Jun 23, 2023 01:44PM ● By Adam Cochran

This month’s tech column has been fortified with organic nutrients that detoxify and enhance vitality with locally sourced and natural extracts that were third-party tested in an independent lab.

Marketers love a good non-descript, non-verifiable buzzword that builds trust in a brand or product. The tech industry hasn’t had a major buzzword bleed into the mainstream vernacular since the early 2000s, when everything under the sun was marketed as high definition, or “HD.” These initials were attached to products like sunglasses, awnings, TVs and radios to make them sound innovative and high-tech, even though it took at least 10 years for consortiums to determine what qualified as a higher definition than the regular definition.

Over the past 10 years, the industry has unsuccessfully attempted to push other profitable tech terms, such as 3D, VR, the cloud and the Metaverse. But those terms didn’t permeate into consumer culture enough.

In 2023, the industry has finally managed to move a word from the parlance of tech into the ubiquitous marketing realm. Although we’re only six months in, 2023 is the year of AI.


Artificial intelligence (AI), by practical definition, is intelligence that is synthetic or not organic. Pop culture likes to throw around the word “sentient” or “self-aware,” but these terms are not synonymous with intelligence, artificial or otherwise.

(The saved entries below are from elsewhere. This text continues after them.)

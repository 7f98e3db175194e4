use thiserror::Error;

use crate::core::YearMonth;

/// A request or argument that the engines will not be asked to run.
#[derive(Debug, Clone, Error, PartialEq)]
pub enum InputError {
    #[error("--capital must be a finite amount >= 0")]
    Capital,
    #[error("--risk-level must be between 1 and 10")]
    RiskLevel,
    #[error("--years must be between 0 and 100")]
    Years,
    #[error("--expected-return must be > -100")]
    ExpectedReturn,
    #[error("--volatility must be between 0 and 500")]
    Volatility,
    #[error("--paths must be between 1 and 5000")]
    Paths,
    #[error("--target-amount must be a finite amount >= 0")]
    TargetAmount,
    #[error("projection spans {months} months; at most {limit} are supported")]
    WindowTooLarge { months: i64, limit: i64 },
    #[error("invalid --month '{0}', expected YYYY-MM:INCOME[:EXPENSES]")]
    MonthRow(String),
    #[error("income and expenses for {0} must be finite amounts >= 0")]
    MonthAmounts(YearMonth),
    #[error("a simulation starting {start} would run past 9999-12")]
    PastLastMonth { start: YearMonth },
}

#[derive(Debug, Error)]
pub enum AppError {
    #[error(transparent)]
    Input(#[from] InputError),
    #[error("I/O error: {0}")]
    Io(#[from] std::io::Error),
    #[error("Serialization error: {0}")]
    Serialization(#[from] serde_json::Error),
}
#[derive(Args, Debug, Clone)]
pub struct SimulateArgs {
    #[arg(long, default_value_t = 100_000.0, help = "Starting capital")]
    capital: f64,
    #[arg(long, value_enum, default_value_t = CliAssetClass::Stock)]
    asset_class: CliAssetClass,
    #[arg(
        long,
        default_value_t = 5,
        help = "Risk level 1-10; 5 keeps the asset class volatility"
    )]
    risk_level: u8,
    #[arg(long, default_value_t = 5.0, help = "Horizon in years")]
    years: f64,
    #[arg(
        long,
        allow_negative_numbers = true,
        help = "Expected annual return in percent; overrides the asset class"
    )]
    expected_return: Option<f64>,
    #[arg(long, help = "Annual volatility in percent; overrides the asset class")]
    volatility: Option<f64>,
    #[arg(long, help = "Random seed; a fresh one is drawn when omitted")]
    seed: Option<u64>,
    #[arg(
        long,
        default_value_t = 1,
        help = "Monte Carlo paths; more than one adds percentile bands"
    )]
    paths: u32,
    #[arg(long, help = "First month of the path (YYYY-MM); defaults to this month")]
    start_month: Option<YearMonth>,
}

#[derive(Args, Debug, Clone)]
pub struct ProjectArgs {
    #[arg(long, default_value = "My Goal")]
    name: String,
    #[arg(long)]
    target_amount: f64,
    #[arg(long, help = "Target month (YYYY-MM)")]
    target_date: YearMonth,
    #[arg(long, help = "Goal start month (YYYY-MM)")]
    created_at: Option<YearMonth>,
    #[arg(long, help = "Evaluate as of this month instead of the current one")]
    as_of: Option<YearMonth>,
    #[arg(
        long = "month",
        value_parser = parse_month_row,
        help = "Monthly totals as YYYY-MM:INCOME[:EXPENSES]; repeatable"
    )]
    months: Vec<MonthlyNet>,
}

#[derive(Debug, Default, Deserialize)]
#[serde(default, rename_all = "camelCase")]
struct SimulatePayload {
    capital: Option<f64>,
    asset_class: Option<AssetClass>,
    risk_level: Option<u8>,
    years: Option<f64>,
    expected_return: Option<f64>,
    volatility: Option<f64>,
    seed: Option<u64>,
    paths: Option<u32>,
    start_month: Option<YearMonth>,
}

#[derive(Debug, Default, Deserialize)]
#[serde(default, rename_all = "camelCase")]
struct GoalPayload {
    goal: Goal,
    monthly_data: Option<Vec<MonthlyNet>>,
    income: Vec<Entry>,
    expenses: Vec<Entry>,
    as_of: Option<YearMonth>,
}

#[derive(Debug, Default, Deserialize)]
#[serde(default)]
struct LedgerPayload {
    income: Vec<Entry>,
    expenses: Vec<Entry>,
}

#[derive(Debug, Clone)]
struct SimulationRequest {
    asset_class: AssetClass,
    inputs: SimulationInputs,
    seed: Option<u64>,
    paths: u32,
}

#[derive(Debug, Clone)]
struct GoalRequest {
    goal: Goal,
    series: Vec<MonthlyNet>,
    as_of: YearMonth,
    skipped_entries: usize,
}

#[derive(Debug, Serialize)]
#[serde(rename_all = "camelCase")]
struct SimulateResponse {
    asset_class: AssetClass,
    profile: AssetProfile,
    risk_level: u8,
    years: f64,
    seed: u64,
    #[serde(flatten)]
    result: SimulationResult,
    #[serde(skip_serializing_if = "Option::is_none")]
    monte_carlo: Option<MonteCarloResult>,
}

#[derive(Debug, Serialize)]
#[serde(rename_all = "camelCase")]
struct GoalPlanResponse {
    as_of: YearMonth,
    skipped_entries: usize,
    projection: GoalProjection,
    progress: GoalProgress,
}

#[derive(Debug, Serialize)]
struct HealthResponse {
    status: &'static str,
    version: &'static str,
}

#[derive(Debug, Serialize)]
struct ErrorResponse {
    error: String,
}

pub async fn run(cli: Cli) -> Result<(), AppError> {
    match cli.command {
        Command::Serve { port } => run_http_server(port).await?,
        Command::Simulate(args) => {
            let request = build_simulation(args)?;
            print_json(&run_simulation(&request))?;
        }
        Command::Project(args) => {
            let request = build_goal_request(args)?;
            print_json(&build_goal_plan(&request))?;
        }
    }
    Ok(())
}

fn print_json<T: Serialize>(value: &T) -> Result<(), AppError> {
    println!("{}", serde_json::to_string_pretty(value)?);
    Ok(())
}

fn build_simulation(args: SimulateArgs) -> Result<SimulationRequest, InputError> {
    if !args.capital.is_finite() || args.capital < 0.0 {
        return Err(InputError::Capital);
    }

    if !(1..=10).contains(&args.risk_level) {
        return Err(InputError::RiskLevel);
    }

    if !args.years.is_finite() || !(0.0..=MAX_YEARS).contains(&args.years) {
        return Err(InputError::Years);
    }

    if !(1..=MAX_PATHS).contains(&args.paths) {
        return Err(InputError::Paths);
    }

    let start = args.start_month.unwrap_or_else(YearMonth::current);
    if start.add_months(horizon_months(args.years).into()) > YearMonth::LAST {
        return Err(InputError::PastLastMonth { start });
    }

    let asset_class: AssetClass = args.asset_class.into();
    let mut profile = asset_class.profile();

    if let Some(expected_return) = args.expected_return {
        if !expected_return.is_finite() || expected_return <= -100.0 {
            return Err(InputError::ExpectedReturn);
        }
        profile.expected_return = expected_return / 100.0;
    }

    if let Some(volatility) = args.volatility {
        if !volatility.is_finite() || !(0.0..=500.0).contains(&volatility) {
            return Err(InputError::Volatility);
        }
        profile.volatility = volatility / 100.0;
    }

    Ok(SimulationRequest {
        asset_class,
        inputs: SimulationInputs {
            starting_capital: args.capital,
            profile,
            risk_level: args.risk_level,
            years: args.years,
            start,
        },
        seed: args.seed,
        paths: args.paths,
    })
}

fn run_simulation(request: &SimulationRequest) -> SimulateResponse {
    let seed = request.seed.unwrap_or_else(clock_seed);
    let result = simulate(&request.inputs, &mut Rng::new(seed));
    let monte_carlo =
        (request.paths > 1).then(|| simulate_bands(&request.inputs, request.paths, seed));

    SimulateResponse {
        asset_class: request.asset_class,
        profile: request.inputs.profile,
        risk_level: request.inputs.risk_level,
        years: request.inputs.years,
        seed,
        result,
        monte_carlo,
    }
}

fn build_goal_request(args: ProjectArgs) -> Result<GoalRequest, InputError> {
    let goal = Goal {
        name: args.name,
        target_amount: args.target_amount,
        target_date: Some(args.target_date),
        created_at: args.created_at,
    };
    let request = GoalRequest {
        goal,
        series: args.months,
        as_of: args.as_of.unwrap_or_else(YearMonth::current),
        skipped_entries: 0,
    };
    validate_goal_request(&request)?;
    Ok(request)
}

fn validate_goal_request(request: &GoalRequest) -> Result<(), InputError> {
    let target = request.goal.target_amount;
    if !target.is_finite() || target < 0.0 {
        return Err(InputError::TargetAmount);
    }

    if let Some(row) = request
        .series
        .iter()
        .find(|row| !valid_amount(row.income) || !valid_amount(row.expenses))
    {
        return Err(InputError::MonthAmounts(row.month));
    }

    if let Some(target_month) = request.goal.target_date {
        let window_start = request
            .series
            .iter()
            .map(|row| row.month)
            .min()
            .unwrap_or(request.as_of);
        let span = window_start.months_until(target_month) + 1;
        if span > MAX_PROJECTION_MONTHS {
            return Err(InputError::WindowTooLarge {
                months: span,
                limit: MAX_PROJECTION_MONTHS,
            });
        }
    }

    Ok(())
}

fn build_goal_plan(request: &GoalRequest) -> GoalPlanResponse {
    GoalPlanResponse {
        as_of: request.as_of,
        skipped_entries: request.skipped_entries,
        projection: project_goal(&request.goal, &request.series, request.as_of),
        progress: summarize_goal(&request.goal, &request.series, request.as_of),
    }
}

fn valid_amount(value: f64) -> bool {
    value.is_finite() && value >= 0.0
}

Sentient means capable of perceiving, specifically feelings such as pain, comfort or preference. Plants are arguably sentient. Computers are not.

Self-aware is a psychology theory that originated in the early ’70s. It proposes we form our value system and behavior based on our attention to ourselves. Psychology, like most theoretical disciplines, is largely comprised of codifying common sense and publishing journal articles or books that add more jargon to a given field’s lexicon. Computers are not self-aware.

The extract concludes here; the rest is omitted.